La industrialización fue parte de una política económica adoptada por varios países europeos, generalmente para desarrollar fábricas de armas. Sin embargo, en casi todos los casos esa iniciativa debió ser suspendida por muchas causas, en particular porque hacía una competencia inoportuna a la industria privada y, en especial, debido a que no trajo mejoría ni cambio. Inclusive el trato a los obreros era peor que el que se daba a los del sector privado.
La industrialización estatal, fue adoptada por la Unión Soviética, con la esperanza de poner a salvo al socialismo que se derrumbaba. Pese a todo, ese proceso industrial terminó en fracaso y fue expulsada por el comunismo, pese a que estaba aportando al país nuevas tecnologías y técnicas administrativas. Años después la industrialización estatal fue denominada “capitalismo de Estado” y aplicada por países de varios continentes, con la idea peregrina de que la industrialización iba a traer gran progreso.
Esa industrialización estatal llegó también a Bolivia después de la Guerra del Chaco y fue aplicada con la anulación de concesiones para explotar yacimientos de petróleo, a la que siguió la nacionalización de minas de estaño, las cuales fueron puestas bajo administración de YPFB y Comibol, respectivamente.
A partir de 1952, fueron instaladas en Bolivia algunas fábricas estatales con relativo éxito, pero desde 1964, gobiernos restauradores, desarrollaron una intensa política de industrialización masiva, más con la idea demagógica de lograr progreso sin límites.
Derrocado el gobierno de Víctor Paz Estenssoro, vino el régimen restaurador de René Barrientos, quien inició la campaña de la industrialización por el Estado y que la siguieron otros gobiernos con nuevos ofrecimientos, excepto el de Gonzalo Sánchez de Lozada que, por el contrario, propuso vender empresas estatales. Bolivia quedó, entonces, sin industrias, excepto algunas privadas, pero con la promesa de grandes inversiones privadas para crear industrias.
Desde entonces, abundaron las ofertas industriales para enriquecer al país. Y los gobiernos de Evo Morales y Luis Arce llegaron a poner en actividad 617 empresas estatales de todo tipo, con un costo millonario, de las cuales muchas son deficitarias. Por esa política de industrializar al país, con la instalación de las empresas estatales, todos los medios de producción pasan a manos del Estado. De esa forma, las empresas estatales eran para los gobiernos del MAS el camino a la socialización del país.
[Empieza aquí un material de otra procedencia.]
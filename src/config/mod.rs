// ==========================================
// Vendas Ingest - ingestion configuration
// ==========================================
// Injectable configuration for the ingestion pipeline: the
// employee-to-store mapping table, the known branch list for
// filename scoping, and the reference-year policy for date
// parsing. Kept as plain data so the resolution algorithms
// stay pure and testable independent of the table contents.
// ==========================================

use chrono::Datelike;
use serde::{Deserialize, Serialize};
use std::collections::HashMap;

// ==========================================
// YearPolicy
// ==========================================
// Ledger exports carry no year in their date tokens; the year is
// an explicit configuration choice, never inferred per row.
#[derive(Debug, Clone, Copy, PartialEq, Eq, Serialize, Deserialize)]
pub enum YearPolicy {
    /// Use the current system year.
    CurrentYear,
    /// Use a fixed configured year (deterministic; preferred in tests).
    Fixed(i32),
}

impl YearPolicy {
    /// Year stamped onto every parsed ledger date.
    pub fn reference_year(&self) -> i32 {
        match self {
            YearPolicy::CurrentYear => chrono::Local::now().year(),
            YearPolicy::Fixed(year) => *year,
        }
    }
}

impl Default for YearPolicy {
    fn default() -> Self {
        YearPolicy::CurrentYear
    }
}

// ==========================================
// IngestConfig
// ==========================================
#[derive(Debug, Clone, Serialize, Deserialize)]
pub struct IngestConfig {
    /// Reference-year policy for date parsing.
    #[serde(default)]
    pub year_policy: YearPolicy,

    /// Static employee-token -> store-name mapping (static-mapping
    /// variant). Tokens absent from the table fall back to identity.
    pub operator_store_map: HashMap<String, String>,

    /// Known branch names for filename scoping, in match-priority
    /// order: the first branch found as a substring of the uppercased
    /// filename wins.
    pub known_branches: Vec<String>,
}

impl IngestConfig {
    /// Load a configuration from JSON.
    pub fn from_json(raw: &str) -> Result<Self, serde_json::Error> {
        serde_json::from_str(raw)
    }
}

impl Default for IngestConfig {
    /// Production tables for the current branch network.
    fn default() -> Self {
        let operator_store_map = [
            ("ROBERTO", "Belvedere"),
            ("SUELEM", "Belvedere"),
            ("GABRIELA", "Belvedere"),
            ("ONLINE", "Belvedere"),
            ("KEYLA", "Belvedere"),
            ("ARETHA", "Belvedere"),
            ("JENIFFER", "Belvedere"),
            ("Egberto", "Belvedere"),
            ("Maiana", "Belvedere"),
            ("IZA", "Contagem"),
            ("ALICE", "Independência"),
            ("CHEILA", "Independência"),
            ("ONLINE ID", "Independência"),
            ("SUSANE", "Independência"),
            ("JOSIANE DE PAULA", "Independência"),
            ("NASCIMENTO", "Independência"),
            ("PILLY", "Betim"),
            ("SCARLET", "Betim"),
            ("ONLINE BT", "Betim"),
        ]
        .into_iter()
        .map(|(operator, store)| (operator.to_string(), store.to_string()))
        .collect();

        let known_branches = [
            "Taquaril",
            "Contagem",
            "Barão",
            "Belvedere",
            "Betim",
            "Independência",
            "Ibirité",
        ]
        .into_iter()
        .map(str::to_string)
        .collect();

        Self {
            year_policy: YearPolicy::default(),
            operator_store_map,
            known_branches,
        }
    }
}
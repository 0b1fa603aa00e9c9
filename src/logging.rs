// ==========================================
// Logging initialization
// ==========================================
// tracing + tracing-subscriber, level filter from
// the environment.
// ==========================================

use tracing_subscriber::{fmt, EnvFilter};

/// Initialize the logging system.
///
/// # Environment
/// - RUST_LOG: level filter (default: info)
///   e.g. RUST_LOG=debug or RUST_LOG=vendas_ingest=trace
///
/// # Example
/// ```no_run
/// use vendas_ingest::logging;
/// logging::init();
/// ```
pub fn init() {
    let filter = EnvFilter::try_from_default_env().unwrap_or_else(|_| EnvFilter::new("info"));

    fmt()
        .with_env_filter(filter)
        .with_target(true)
        .with_thread_ids(false)
        .with_line_number(true)
        .init();
}

/// Initialize logging for tests.
///
/// Uses a more verbose level and the test writer so output
/// interleaves correctly with the test harness.
pub fn init_test() {
    let _ = fmt()
        .with_env_filter(EnvFilter::new("debug"))
        .with_test_writer()
        .try_init();
}
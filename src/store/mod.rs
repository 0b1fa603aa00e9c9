// ==========================================
// Vendas Ingest - record-store layer
// ==========================================
// External persistence collaborator consumed by the ingestion
// core. The pipeline only ever looks records up and inserts
// them; no bulk writes, updates, or deletes.
// ==========================================

pub mod error;
pub mod record_store;
pub mod sqlite_store;

pub use error::{StoreError, StoreResult};
pub use record_store::RecordStore;
pub use sqlite_store::SqliteRecordStore;
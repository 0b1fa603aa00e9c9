// ==========================================
// Vendas Ingest - employee name resolution
// ==========================================
// Maps a raw employee token to (store name, operator name).
// Two strategies coexist as pipeline variants:
// - static mapping: token -> store via the configured table,
//   identity fallback for unmapped tokens (permissive)
// - filename scoping: the store is derived once per file from
//   the filename; operator matching happens later, against the
//   store's registered operators only (fail closed)
// Pure logic over injected configuration; no storage access.
// ==========================================

use crate::config::IngestConfig;

/// Outcome of static-mapping resolution.
#[derive(Debug, Clone, PartialEq, Eq)]
pub struct ResolvedName {
    pub store_name: String,
    pub operator_name: String,
}

// ==========================================
// NameResolver
// ==========================================
pub struct NameResolver<'a> {
    config: &'a IngestConfig,
}

impl<'a> NameResolver<'a> {
    pub fn new(config: &'a IngestConfig) -> Self {
        Self { config }
    }

    /// Static-mapping strategy: exact lookup in the configured
    /// operator->store table.
    ///
    /// Tokens absent from the table resolve to themselves as both
    /// store and operator name. That permissive default is
    /// deliberate: a new branch export names the branch itself in
    /// the employee column.
    pub fn resolve_mapped(&self, employee_token: &str) -> ResolvedName {
        let store_name = self
            .config
            .operator_store_map
            .get(employee_token)
            .cloned()
            .unwrap_or_else(|| employee_token.to_string());

        ResolvedName {
            store_name,
            operator_name: employee_token.to_string(),
        }
    }

    /// Filename-scoped strategy: scan the uppercased filename for a
    /// known branch name (substring match).
    ///
    /// The first branch in configured order wins; no attempt is made
    /// to disambiguate multiple matches. None rejects the whole file.
    pub fn infer_store_from_filename(&self, filename: &str) -> Option<String> {
        let upper = filename.to_uppercase();
        self.config
            .known_branches
            .iter()
            .find(|branch| upper.contains(branch.to_uppercase().as_str()))
            .cloned()
    }
}

#[cfg(test)]
mod tests {
    use super::*;
    use crate::config::IngestConfig;

    #[test]
    fn test_resolve_mapped_known_operator() {
        let config = IngestConfig::default();
        let resolver = NameResolver::new(&config);

        let resolved = resolver.resolve_mapped("ROBERTO");
        assert_eq!(resolved.store_name, "Belvedere");
        assert_eq!(resolved.operator_name, "ROBERTO");

        let resolved = resolver.resolve_mapped("PILLY");
        assert_eq!(resolved.store_name, "Betim");
    }

    #[test]
    fn test_resolve_mapped_is_case_sensitive() {
        let config = IngestConfig::default();
        let resolver = NameResolver::new(&config);

        // "Egberto" is mapped with that exact casing; "EGBERTO" is not
        assert_eq!(resolver.resolve_mapped("Egberto").store_name, "Belvedere");
        assert_eq!(resolver.resolve_mapped("EGBERTO").store_name, "EGBERTO");
    }

    #[test]
    fn test_resolve_mapped_identity_fallback() {
        let config = IngestConfig::default();
        let resolver = NameResolver::new(&config);

        let resolved = resolver.resolve_mapped("Savassi");
        assert_eq!(resolved.store_name, "Savassi");
        assert_eq!(resolved.operator_name, "Savassi");
    }

    #[test]
    fn test_infer_store_from_filename() {
        let config = IngestConfig::default();
        let resolver = NameResolver::new(&config);

        assert_eq!(
            resolver.infer_store_from_filename("vendas_BETIM.csv"),
            Some("Betim".to_string())
        );
        assert_eq!(
            resolver.infer_store_from_filename("relatorio-contagem-setembro.csv"),
            Some("Contagem".to_string())
        );
        assert_eq!(resolver.infer_store_from_filename("vendas_savassi.csv"), None);
    }

    #[test]
    fn test_infer_store_first_match_wins() {
        let mut config = IngestConfig::default();
        config.known_branches = vec!["CONTAGEM".to_string(), "BETIM".to_string()];
        let resolver = NameResolver::new(&config);

        // Both branches appear; configured order decides
        assert_eq!(
            resolver.infer_store_from_filename("CONTAGEM_BETIM.csv"),
            Some("CONTAGEM".to_string())
        );
    }
}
Sin embargo, ese socialismo terminaría en el fracaso absoluto, como sucedió en Cuba y Venezuela, donde se observa quiebra económica. Ese método comenzó a ser aplicado en Bolivia en 2006 con el gobierno del cocalero Morales Ayma, Los gobiernos masistas lanzaron durante veinte años grandes campañas para “industrializar al país” y gastaron para ello miles de millones de dólares. Pero casi todas las empresas estatales fracasaron y dejaron al país en quiebra, por lo que no justifican su existencia.